> [EXERCISE]:
Look through the data below and work out how many lines hold "await"; state only the number.

Collected data entries
☆ ☆ ☆

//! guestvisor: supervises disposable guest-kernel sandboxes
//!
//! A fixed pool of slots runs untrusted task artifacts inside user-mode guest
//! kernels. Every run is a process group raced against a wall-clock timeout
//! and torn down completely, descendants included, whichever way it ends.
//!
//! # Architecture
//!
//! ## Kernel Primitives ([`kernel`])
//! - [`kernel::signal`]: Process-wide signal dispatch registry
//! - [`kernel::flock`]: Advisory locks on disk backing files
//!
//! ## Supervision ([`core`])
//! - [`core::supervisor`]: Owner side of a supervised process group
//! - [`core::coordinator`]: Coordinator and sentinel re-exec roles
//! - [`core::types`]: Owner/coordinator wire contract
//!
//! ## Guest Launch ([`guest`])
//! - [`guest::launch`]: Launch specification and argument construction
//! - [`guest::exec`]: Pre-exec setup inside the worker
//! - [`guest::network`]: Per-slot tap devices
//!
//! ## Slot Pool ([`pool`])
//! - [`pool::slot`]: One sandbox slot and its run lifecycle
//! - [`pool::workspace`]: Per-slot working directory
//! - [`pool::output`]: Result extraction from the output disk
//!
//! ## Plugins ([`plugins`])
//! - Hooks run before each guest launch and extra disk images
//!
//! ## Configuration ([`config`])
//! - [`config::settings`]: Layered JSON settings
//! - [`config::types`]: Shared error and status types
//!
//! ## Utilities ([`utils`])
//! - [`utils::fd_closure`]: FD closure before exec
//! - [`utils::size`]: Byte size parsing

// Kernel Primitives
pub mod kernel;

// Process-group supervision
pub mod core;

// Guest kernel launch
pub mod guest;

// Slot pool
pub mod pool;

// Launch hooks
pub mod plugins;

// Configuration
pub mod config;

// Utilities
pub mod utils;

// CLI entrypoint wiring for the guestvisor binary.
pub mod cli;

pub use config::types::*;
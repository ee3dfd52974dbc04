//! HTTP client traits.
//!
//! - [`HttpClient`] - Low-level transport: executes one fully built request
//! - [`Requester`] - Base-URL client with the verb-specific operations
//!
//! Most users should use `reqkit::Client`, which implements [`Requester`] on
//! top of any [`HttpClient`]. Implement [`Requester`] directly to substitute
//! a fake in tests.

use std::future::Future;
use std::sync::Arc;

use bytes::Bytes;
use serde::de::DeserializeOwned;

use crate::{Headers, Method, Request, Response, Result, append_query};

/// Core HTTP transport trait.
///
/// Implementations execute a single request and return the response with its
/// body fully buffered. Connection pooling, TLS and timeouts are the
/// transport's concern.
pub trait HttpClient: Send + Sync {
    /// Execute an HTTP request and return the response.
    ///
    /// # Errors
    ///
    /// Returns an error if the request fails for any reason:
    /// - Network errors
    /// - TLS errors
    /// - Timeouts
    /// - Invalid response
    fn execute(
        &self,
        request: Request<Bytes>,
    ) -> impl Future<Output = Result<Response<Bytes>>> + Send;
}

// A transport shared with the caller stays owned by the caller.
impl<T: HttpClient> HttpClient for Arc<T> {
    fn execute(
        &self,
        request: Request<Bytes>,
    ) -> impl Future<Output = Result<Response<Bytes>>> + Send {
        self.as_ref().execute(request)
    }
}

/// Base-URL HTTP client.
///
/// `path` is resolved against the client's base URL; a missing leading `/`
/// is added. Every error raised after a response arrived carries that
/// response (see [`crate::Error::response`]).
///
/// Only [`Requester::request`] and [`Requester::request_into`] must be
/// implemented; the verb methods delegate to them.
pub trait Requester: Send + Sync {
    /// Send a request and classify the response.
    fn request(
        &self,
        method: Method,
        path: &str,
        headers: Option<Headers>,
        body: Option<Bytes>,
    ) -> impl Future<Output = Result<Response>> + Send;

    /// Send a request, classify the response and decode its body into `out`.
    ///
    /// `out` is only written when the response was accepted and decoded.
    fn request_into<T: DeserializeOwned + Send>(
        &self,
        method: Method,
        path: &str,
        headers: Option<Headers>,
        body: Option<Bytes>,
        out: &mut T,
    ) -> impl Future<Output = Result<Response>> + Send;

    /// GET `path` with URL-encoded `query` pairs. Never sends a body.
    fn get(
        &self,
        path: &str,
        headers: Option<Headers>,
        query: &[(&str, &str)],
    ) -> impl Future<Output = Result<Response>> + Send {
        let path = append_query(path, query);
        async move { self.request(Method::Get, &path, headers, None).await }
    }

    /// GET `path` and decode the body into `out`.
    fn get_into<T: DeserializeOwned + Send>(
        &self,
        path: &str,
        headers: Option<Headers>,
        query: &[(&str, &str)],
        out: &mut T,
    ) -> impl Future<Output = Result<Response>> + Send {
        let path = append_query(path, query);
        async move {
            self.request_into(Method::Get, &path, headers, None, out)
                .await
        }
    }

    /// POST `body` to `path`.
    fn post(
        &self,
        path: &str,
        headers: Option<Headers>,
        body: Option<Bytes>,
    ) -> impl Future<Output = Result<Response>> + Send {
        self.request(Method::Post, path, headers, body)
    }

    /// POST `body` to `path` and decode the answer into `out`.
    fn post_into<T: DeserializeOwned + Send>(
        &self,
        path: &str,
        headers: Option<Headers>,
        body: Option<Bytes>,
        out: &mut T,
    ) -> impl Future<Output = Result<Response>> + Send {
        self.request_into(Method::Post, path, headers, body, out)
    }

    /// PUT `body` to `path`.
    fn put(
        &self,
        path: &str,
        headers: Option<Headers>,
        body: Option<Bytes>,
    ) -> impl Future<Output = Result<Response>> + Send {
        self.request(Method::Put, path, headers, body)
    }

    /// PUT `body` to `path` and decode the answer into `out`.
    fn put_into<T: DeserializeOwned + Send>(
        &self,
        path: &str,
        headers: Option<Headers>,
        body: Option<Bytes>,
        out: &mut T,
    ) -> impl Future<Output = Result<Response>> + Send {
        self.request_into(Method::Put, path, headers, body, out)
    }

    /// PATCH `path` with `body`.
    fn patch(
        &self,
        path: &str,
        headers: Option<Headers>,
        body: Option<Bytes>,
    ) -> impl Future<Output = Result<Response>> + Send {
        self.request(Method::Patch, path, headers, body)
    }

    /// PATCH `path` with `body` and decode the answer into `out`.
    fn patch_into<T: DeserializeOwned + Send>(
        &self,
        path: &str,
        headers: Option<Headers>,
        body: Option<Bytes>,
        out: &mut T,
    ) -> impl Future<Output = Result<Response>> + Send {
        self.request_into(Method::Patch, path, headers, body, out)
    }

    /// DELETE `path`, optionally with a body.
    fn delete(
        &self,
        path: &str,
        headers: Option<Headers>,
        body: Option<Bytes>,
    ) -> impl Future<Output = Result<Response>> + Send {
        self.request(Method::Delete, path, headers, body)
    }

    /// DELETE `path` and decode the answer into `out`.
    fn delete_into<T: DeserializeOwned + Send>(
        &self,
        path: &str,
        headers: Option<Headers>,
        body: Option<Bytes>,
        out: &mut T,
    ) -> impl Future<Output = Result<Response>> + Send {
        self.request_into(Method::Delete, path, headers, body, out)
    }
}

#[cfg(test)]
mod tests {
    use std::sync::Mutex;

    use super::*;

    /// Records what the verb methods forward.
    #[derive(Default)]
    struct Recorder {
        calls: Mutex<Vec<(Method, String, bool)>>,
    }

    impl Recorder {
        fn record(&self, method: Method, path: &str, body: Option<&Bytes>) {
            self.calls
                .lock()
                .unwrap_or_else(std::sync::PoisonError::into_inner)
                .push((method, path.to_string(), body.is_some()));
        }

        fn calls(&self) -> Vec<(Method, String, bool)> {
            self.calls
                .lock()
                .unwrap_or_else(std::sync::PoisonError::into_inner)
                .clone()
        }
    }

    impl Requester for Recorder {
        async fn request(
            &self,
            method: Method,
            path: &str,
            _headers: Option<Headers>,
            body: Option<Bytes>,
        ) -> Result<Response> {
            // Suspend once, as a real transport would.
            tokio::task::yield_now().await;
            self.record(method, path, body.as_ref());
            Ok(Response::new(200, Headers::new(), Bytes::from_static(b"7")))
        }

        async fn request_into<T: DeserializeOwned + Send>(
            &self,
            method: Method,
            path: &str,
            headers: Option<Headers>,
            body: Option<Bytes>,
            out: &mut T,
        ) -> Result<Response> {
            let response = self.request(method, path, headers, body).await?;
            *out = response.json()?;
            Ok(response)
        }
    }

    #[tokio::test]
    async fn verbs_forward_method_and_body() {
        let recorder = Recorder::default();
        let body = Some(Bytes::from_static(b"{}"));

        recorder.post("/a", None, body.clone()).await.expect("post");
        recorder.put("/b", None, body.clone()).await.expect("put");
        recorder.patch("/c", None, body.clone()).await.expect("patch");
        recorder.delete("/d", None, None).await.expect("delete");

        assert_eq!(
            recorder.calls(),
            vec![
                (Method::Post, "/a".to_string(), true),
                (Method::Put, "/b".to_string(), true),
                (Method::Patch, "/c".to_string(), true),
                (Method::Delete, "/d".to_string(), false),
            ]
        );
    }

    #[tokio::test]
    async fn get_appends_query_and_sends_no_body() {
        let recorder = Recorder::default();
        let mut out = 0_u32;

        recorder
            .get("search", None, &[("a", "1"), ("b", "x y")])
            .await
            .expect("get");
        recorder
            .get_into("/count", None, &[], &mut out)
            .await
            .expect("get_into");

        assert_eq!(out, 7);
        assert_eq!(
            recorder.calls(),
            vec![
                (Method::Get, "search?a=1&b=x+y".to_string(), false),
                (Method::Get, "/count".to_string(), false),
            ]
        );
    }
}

☆ ☆ ☆

> [ANSWER BELOW]:
10